NBC news reports that previous to the strike, the current warning was elevated Tuesday resulting in the evacuation of 100 U.S. personnel from Yemen at dawn. The embassy officials were taken by U.S. Air Force C-17 from the Yemeni capital, Sana’a, to Ramstein air base in Germany.
Just days earlier, the U.S. State Department urged all Americans in Yemen to leave “immediately” because of an “extremely high” threat of a terrorist attack.
“The department urges U.S. citizens to defer travel to Yemen and those U.S. citizens currently living in Yemen to depart immediately,” the warning states.
These evacuations and security warnings stem from information indicating that al-Qaida in the Arabian Peninsula is plotting a serious, credible attack. These reports were confirmed by a U.S. intelligence official speaking to The Associated Press who claims that the current shutdown was instigated by an intercepted secret message between al-Qaida chief Ayman al-Zawahri and his deputy in Yemen about plans for a major terror attack.

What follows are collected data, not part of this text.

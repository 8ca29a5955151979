use std::collections::HashMap;

use chrono::{DateTime, Utc};

/// A port mapping as reported by the runtime.
#[derive(Debug, Clone, Copy, PartialEq, Eq)]
pub struct ContainerPort {
    /// Port inside the container.
    pub private: u16,
    /// Host port it is published on, if any.
    pub public: Option<u16>,
}

/// Runtime-neutral snapshot of a container.
///
/// Fields the runtime could not report are left empty: a container seen only
/// through a `destroy` event typically has an id, an image and its labels but
/// no environment and no start time.
#[derive(Debug, Clone, PartialEq, Eq, Default)]
pub struct Container {
    pub id: String,
    /// Name without the leading `/` Docker prepends.
    pub name: String,
    pub image: String,
    pub labels: HashMap<String, String>,
    /// `KEY=VALUE` pairs.
    pub env: Vec<String>,
    pub ports: Vec<ContainerPort>,
    pub running: bool,
    pub exit_code: Option<i64>,
    pub started_at: Option<DateTime<Utc>>,
}

impl Container {
    pub fn exposes(&self, port: u16) -> bool {
        self.ports
            .iter()
            .any(|p| p.private == port || p.public == Some(port))
    }

    pub fn env_value(&self, key: &str) -> Option<&str> {
        self.env.iter().find_map(|pair| {
            let (k, v) = pair.split_once('=')?;
            (k == key).then_some(v)
        })
    }

    /// Short form of the id used in log lines.
    pub fn short_id(&self) -> &str {
        let end = self.id.len().min(12);
        &self.id[..end]
    }
}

Yemeni authorities involved in anti-terror operations released the names of 25 wanted al-Qaida suspects Monday, saying they were planning terrorist attacks in the capital, Sanaa and other cities across the country.
After suffering the loss of its leader, Osama bin Laden in 2011, al-Qaida has seen an apparent resurgence in recent months after a spate of prison breaks last month appears to have bolstered their ranks. One prison break in Libya resulted in the release of 1,200 prisoners in Libya and 500 more from an Iraqi prison near Baghdad.
The Baghdad prison break was carried out by al-Qaida militants who were able to free convicted senior members of al-Qaida, some of whom had received death sentences for previous crimes.
The U.S. drone strike in response to these threats could be the first in a series of preemptive attacks to come. CNN reports that U.S. Special Forces are now on high alert across the Middle East and North Africa. U.S. Central Command (CENTCOM) and Africa Command (AFRICOM) are awaiting further information about the exact origin of the threats. These units were put on high alert by Defense Secretary Chuck Hagel last week.
Drones and U.S. covert operations have become controversial weapons in the U.S. anti-terror arsenal in recent years. The Bureau of Investigative Journalism in London claims that up to 1,173 civilians have been killed in Yemen, Pakistan and Somalia since 2002 during drone strikes and covert operations.